WORK INSTRUCTIONS: Reproduce precisely the lines of the listing below, starting with the line that contains "pub fn ops(&self)" and stopping after the line that contains "malformed slot zeroes"; include nothing else.

******************************

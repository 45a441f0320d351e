#[derive(Debug, Clone, PartialEq)]
pub(crate) enum Expr {
    Num(f64),
    Var(Var),
    Unary {
        op: UnaryOp,
        expr: Box<Expr>,
    },
    Binary {
        op: BinaryOp,
        left: Box<Expr>,
        right: Box<Expr>,
    },
    Call {
        func: Func,
        arg: Box<Expr>,
    },
}

/// The four bindings a formula may reference as whole-word identifiers.
#[derive(Debug, Clone, Copy, PartialEq, Eq)]
pub(crate) enum Var {
    I,
    J,
    X,
    T,
}

impl Var {
    pub(crate) fn from_name(name: &str) -> Option<Self> {
        match name {
            "i" => Some(Self::I),
            "j" => Some(Self::J),
            "x" => Some(Self::X),
            "t" => Some(Self::T),
            _ => None,
        }
    }
}

#[derive(Debug, Clone, Copy, PartialEq, Eq)]
pub(crate) enum UnaryOp {
    Neg,
}

#[derive(Debug, Clone, Copy, PartialEq, Eq)]
pub(crate) enum BinaryOp {
    Add,
    Sub,
    Mul,
    Div,
    Mod,
    BitAnd,
    BitXor,
    BitOr,
}

/// The fixed allowed function set. No other call target exists.
#[derive(Debug, Clone, Copy, PartialEq, Eq)]
pub(crate) enum Func {
    Abs,
    Sin,
    Cos,
    Tan,
    Atan,
}

impl Func {
    pub(crate) fn from_name(name: &str) -> Option<Self> {
        match name {
            "abs" => Some(Self::Abs),
            "sin" => Some(Self::Sin),
            "cos" => Some(Self::Cos),
            "tan" => Some(Self::Tan),
            "atan" => Some(Self::Atan),
            _ => None,
        }
    }
}
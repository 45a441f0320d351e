//! The controller owning the mutable render configuration and the clock.
//!
//! The engine is single-threaded and cooperative: a render pass is one
//! synchronous unit of work, and disabling animation takes effect between
//! passes, never mid-pass. The UI collaborator (or the CLI standing in for
//! it) mutates configuration through the setters and drives scheduling by
//! calling [`Engine::tick`] with a timestamp.

use crate::{
    channel::ChannelOps,
    clock::AnimationClock,
    field::{PixelField, render_field},
    model::{CompiledFormulaSet, FieldSize, FormulaSet, RenderConfig},
    presets::Preset,
};

pub struct Engine {
    formulas: FormulaSet,
    compiled: CompiledFormulaSet,
    ops: ChannelOps,
    size: FieldSize,
    clock: AnimationClock,
}

impl Engine {
    /// An engine with all formulas empty and default channel operations.
    pub fn new(size: FieldSize) -> Self {
        let formulas = FormulaSet::default();
        let compiled = formulas.compile_lenient();
        Self {
            formulas,
            compiled,
            ops: ChannelOps::default(),
            size,
            clock: AnimationClock::new(),
        }
    }

    /// Builds an engine from a full configuration. Malformed formulas
    /// degrade to 0 per slot; callers wanting hard errors validate with
    /// [`FormulaSet::compile`] first.
    pub fn from_config(config: &RenderConfig) -> Self {
        let mut engine = Self::new(config.size);
        engine.set_formulas(config.formulas.clone());
        engine.set_ops(config.ops);
        if config.animate {
            engine.set_animate(true);
        }
        engine
    }

    pub fn formulas(&self) -> &FormulaSet {
        &self.formulas
    }

    pub fn ops(&self) -> ChannelOps {
        self.ops
    }

    pub fn size(&self) -> FieldSize {
        self.size
    }

    pub fn t(&self) -> i64 {
        self.clock.t()
    }

    pub fn is_animating(&self) -> bool {
        self.clock.is_running()
    }

    /// Replaces and recompiles the formula set. A malformed slot zeroes
    /// only its own channel (logged).
    pub fn set_formulas(&mut self, formulas: FormulaSet) {
        self.compiled = formulas.compile_lenient();
        self.formulas = formulas;
    }

    pub fn set_ops(&mut self, ops: ChannelOps) {
        self.ops = ops;
    }

    /// Overwrites all four formula slots from a preset.
    pub fn apply_preset(&mut self, preset: &Preset) {
        self.set_formulas(preset.formula_set());
    }

    /// Enables or disables animation. Enabling resets `t` to 0 and arms an
    /// immediate first pass; disabling stops scheduling after the current
    /// pass, with `t` holding its last value.
    pub fn set_animate(&mut self, animate: bool) {
        if animate {
            self.clock.enable();
        } else {
            self.clock.disable();
        }
    }

    /// One-shot render at the current `t` (the manual, non-animating
    /// trigger). Always produces a complete field.
    #[tracing::instrument(skip(self), fields(side = self.size.get(), t = self.clock.t()))]
    pub fn render(&self) -> PixelField {
        render_field(self.size.get(), &self.compiled, self.ops, self.clock.t())
    }

    /// Scheduling tick at `now_ms` milliseconds. While animating, renders
    /// a pass when the frame gate allows one and then advances `t`;
    /// otherwise returns `None` (the tick is dropped, not queued).
    pub fn tick(&mut self, now_ms: u64) -> Option<PixelField> {
        if !self.clock.should_fire(now_ms) {
            return None;
        }
        let field = self.render();
        self.clock.advance();
        Some(field)
    }
}

#[cfg(test)]
mod tests {
    use super::*;
    use crate::{channel::ChannelOp, presets};

    fn test_engine() -> Engine {
        // Field sizes below the supported surface sizes are exercised via
        // render_field directly; the engine always carries a real size.
        Engine::new(FieldSize::S256)
    }

    #[test]
    fn manual_render_before_any_animation_uses_t_one() {
        let mut engine = test_engine();
        engine.set_formulas(FormulaSet::new("", "t", "", ""));
        engine.set_ops(ChannelOps::uniform(ChannelOp::Identity));
        let field = engine.render();
        assert_eq!(field.get(0, 0), [1, 0, 0]);
    }

    #[test]
    fn animation_frames_see_the_counter_sequence() {
        let mut engine = test_engine();
        engine.set_formulas(FormulaSet::new("", "t", "", ""));
        engine.set_ops(ChannelOps::uniform(ChannelOp::Identity));
        engine.set_animate(true);

        let mut now = 0u64;
        let mut seen = Vec::new();
        for _ in 0..6 {
            let field = engine.tick(now).expect("gate is open every 200ms");
            seen.push(field.get(0, 0)[0]);
            now += 200;
        }
        assert_eq!(seen, vec![0, 5, 10, 15, 20, 25]);
    }

    #[test]
    fn early_ticks_are_dropped() {
        let mut engine = test_engine();
        engine.set_animate(true);
        assert!(engine.tick(0).is_some());
        assert!(engine.tick(50).is_none());
        assert!(engine.tick(199).is_none());
        assert!(engine.tick(200).is_some());
    }

    #[test]
    fn disabling_freezes_t_for_manual_renders() {
        let mut engine = test_engine();
        engine.set_formulas(FormulaSet::new("", "t", "", ""));
        engine.set_ops(ChannelOps::uniform(ChannelOp::Identity));
        engine.set_animate(true);
        let mut now = 0u64;
        for _ in 0..3 {
            engine.tick(now).unwrap();
            now += 200;
        }
        engine.set_animate(false);
        assert!(engine.tick(now + 1_000).is_none());
        assert_eq!(engine.render().get(0, 0), [15, 0, 0]);
        assert_eq!(engine.t(), 15);
    }

    #[test]
    fn applying_a_preset_overwrites_all_slots() {
        let mut engine = test_engine();
        engine.apply_preset(presets::find("XOR Carpet").unwrap());
        assert_eq!(engine.formulas().x, "i ^ j");
        assert_eq!(engine.formulas().r, "x");
    }

    #[test]
    fn from_config_honours_the_animate_flag() {
        let config = RenderConfig {
            formulas: FormulaSet::new("i ^ j", "x", "x", "x"),
            ops: ChannelOps::default(),
            size: FieldSize::S512,
            animate: true,
        };
        let engine = Engine::from_config(&config);
        assert!(engine.is_animating());
        assert_eq!(engine.t(), 0);
        assert_eq!(engine.size(), FieldSize::S512);
    }
}
use std::fmt;

#[derive(Debug, Clone, PartialEq, Eq)]
pub(crate) struct ExprError {
    pub(crate) offset: usize,
    pub(crate) message: String,
}

impl ExprError {
    pub(crate) fn new(offset: usize, message: impl Into<String>) -> Self {
        Self {
            offset,
            message: message.into(),
        }
    }
}

impl fmt::Display for ExprError {
    fn fmt(&self, f: &mut fmt::Formatter<'_>) -> fmt::Result {
        write!(f, "at byte {}: {}", self.offset, self.message)
    }
}

impl std::error::Error for ExprError {}
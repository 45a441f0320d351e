use crate::expr::ast::{BinaryOp, Expr, Func, UnaryOp, Var};
use crate::expr::error::ExprError;
use crate::expr::lexer::{Span, Token, TokenKind, lex};

/// Parses a formula into an expression tree.
///
/// The grammar admits numbers, the bindings `i`/`j`/`x`/`t`, `+ - * / %`,
/// the bitwise `& ^ |` (lowest precedence, `|` loosest), unary minus,
/// parentheses, and calls to `abs`/`sin`/`cos`/`tan`/`atan`. Any other
/// identifier is an error; there is deliberately no way to reach ambient
/// state from a formula.
pub(crate) fn parse(src: &str) -> Result<Expr, ExprError> {
    let tokens = lex(src)?;
    let mut p = Parser { tokens, pos: 0 };
    let expr = p.parse_bitor()?;
    p.expect(TokenKind::Eof)?;
    Ok(expr)
}

struct Parser {
    tokens: Vec<Token>,
    pos: usize,
}

impl Parser {
    fn peek(&self) -> &Token {
        &self.tokens[self.pos]
    }

    fn bump(&mut self) -> &Token {
        let t = &self.tokens[self.pos];
        self.pos += 1;
        t
    }

    fn span(&self) -> Span {
        self.peek().span
    }

    fn expect(&mut self, kind: TokenKind) -> Result<(), ExprError> {
        if self.peek().kind == kind {
            self.bump();
            Ok(())
        } else {
            Err(ExprError::new(
                self.span().start,
                format!("expected {kind:?}, found {:?}", self.peek().kind),
            ))
        }
    }

    fn consume(&mut self, kind: TokenKind) -> bool {
        if self.peek().kind == kind {
            self.bump();
            true
        } else {
            false
        }
    }

    fn parse_bitor(&mut self) -> Result<Expr, ExprError> {
        let mut e = self.parse_bitxor()?;
        while self.consume(TokenKind::Pipe) {
            let r = self.parse_bitxor()?;
            e = Expr::Binary {
                op: BinaryOp::BitOr,
                left: Box::new(e),
                right: Box::new(r),
            };
        }
        Ok(e)
    }

    fn parse_bitxor(&mut self) -> Result<Expr, ExprError> {
        let mut e = self.parse_bitand()?;
        while self.consume(TokenKind::Caret) {
            let r = self.parse_bitand()?;
            e = Expr::Binary {
                op: BinaryOp::BitXor,
                left: Box::new(e),
                right: Box::new(r),
            };
        }
        Ok(e)
    }

    fn parse_bitand(&mut self) -> Result<Expr, ExprError> {
        let mut e = self.parse_term()?;
        while self.consume(TokenKind::Amp) {
            let r = self.parse_term()?;
            e = Expr::Binary {
                op: BinaryOp::BitAnd,
                left: Box::new(e),
                right: Box::new(r),
            };
        }
        Ok(e)
    }

    fn parse_term(&mut self) -> Result<Expr, ExprError> {
        let mut e = self.parse_factor()?;
        loop {
            if self.consume(TokenKind::Plus) {
                let r = self.parse_factor()?;
                e = Expr::Binary {
                    op: BinaryOp::Add,
                    left: Box::new(e),
                    right: Box::new(r),
                };
            } else if self.consume(TokenKind::Minus) {
                let r = self.parse_factor()?;
                e = Expr::Binary {
                    op: BinaryOp::Sub,
                    left: Box::new(e),
                    right: Box::new(r),
                };
            } else {
                break;
            }
        }
        Ok(e)
    }

    fn parse_factor(&mut self) -> Result<Expr, ExprError> {
        let mut e = self.parse_unary()?;
        loop {
            let op = if self.consume(TokenKind::Star) {
                BinaryOp::Mul
            } else if self.consume(TokenKind::Slash) {
                BinaryOp::Div
            } else if self.consume(TokenKind::Percent) {
                BinaryOp::Mod
            } else {
                break;
            };
            let r = self.parse_unary()?;
            e = Expr::Binary {
                op,
                left: Box::new(e),
                right: Box::new(r),
            };
        }
        Ok(e)
    }

    fn parse_unary(&mut self) -> Result<Expr, ExprError> {
        if self.consume(TokenKind::Minus) {
            let e = self.parse_unary()?;
            return Ok(Expr::Unary {
                op: UnaryOp::Neg,
                expr: Box::new(e),
            });
        }
        self.parse_primary()
    }

    fn parse_primary(&mut self) -> Result<Expr, ExprError> {
        let t = self.bump().clone();
        match t.kind {
            TokenKind::Number(v) => Ok(Expr::Num(v)),
            TokenKind::Ident(name) => {
                if self.peek().kind == TokenKind::LParen {
                    let Some(func) = Func::from_name(&name) else {
                        return Err(ExprError::new(
                            t.span.start,
                            format!("unknown function '{name}'"),
                        ));
                    };
                    self.bump();
                    let arg = self.parse_bitor()?;
                    if self.peek().kind == TokenKind::Comma {
                        return Err(ExprError::new(
                            self.span().start,
                            format!("'{name}' takes exactly one argument"),
                        ));
                    }
                    self.expect(TokenKind::RParen)?;
                    return Ok(Expr::Call {
                        func,
                        arg: Box::new(arg),
                    });
                }
                match Var::from_name(&name) {
                    Some(var) => Ok(Expr::Var(var)),
                    None => Err(ExprError::new(
                        t.span.start,
                        format!("unknown identifier '{name}'"),
                    )),
                }
            }
            TokenKind::LParen => {
                let e = self.parse_bitor()?;
                self.expect(TokenKind::RParen)?;
                Ok(e)
            }
            other => Err(ExprError::new(
                t.span.start,
                format!("unexpected token {other:?}"),
            )),
        }
    }
}

#[cfg(test)]
mod tests {
    use super::*;

    #[test]
    fn parses_arithmetic_precedence() {
        // 1+2*3 groups as 1+(2*3).
        let e = parse("1+2*3").unwrap();
        match e {
            Expr::Binary {
                op: BinaryOp::Add,
                right,
                ..
            } => match *right {
                Expr::Binary {
                    op: BinaryOp::Mul, ..
                } => {}
                other => panic!("unexpected rhs: {other:?}"),
            },
            other => panic!("unexpected ast: {other:?}"),
        }
    }

    #[test]
    fn bitwise_binds_loosest() {
        // i & j + 1 groups as i & (j + 1), and | looser than ^ looser than &.
        let e = parse("i & j + 1").unwrap();
        match e {
            Expr::Binary {
                op: BinaryOp::BitAnd,
                ..
            } => {}
            other => panic!("unexpected ast: {other:?}"),
        }
        let e = parse("i | j ^ i & j").unwrap();
        match e {
            Expr::Binary {
                op: BinaryOp::BitOr,
                ..
            } => {}
            other => panic!("unexpected ast: {other:?}"),
        }
    }

    #[test]
    fn parses_calls() {
        let e = parse("atan(x)").unwrap();
        match e {
            Expr::Call {
                func: Func::Atan, ..
            } => {}
            other => panic!("unexpected ast: {other:?}"),
        }
    }

    #[test]
    fn rejects_unknown_identifiers() {
        // `ix` must fail as a whole, never be mis-read as `i` times `x`.
        assert!(parse("i + ix").is_err());
        assert!(parse("window").is_err());
        assert!(parse("atan2(x, 1)").is_err());
    }

    #[test]
    fn rejects_bad_arity_and_unbalanced_parens() {
        assert!(parse("sin(x, 1)").is_err());
        assert!(parse("(i + j").is_err());
        assert!(parse("i + ").is_err());
    }

    #[test]
    fn function_names_are_not_variables() {
        assert!(parse("sin").is_err());
        assert!(parse("sin + 1").is_err());
    }
}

******************************

WRITTEN RESPONSE:
    pub fn ops(&self) -> ChannelOps {
        self.ops
    }

    pub fn size(&self) -> FieldSize {
        self.size
    }

    pub fn t(&self) -> i64 {
        self.clock.t()
    }

    pub fn is_animating(&self) -> bool {
        self.clock.is_running()
    }

    /// Replaces and recompiles the formula set. A malformed slot zeroes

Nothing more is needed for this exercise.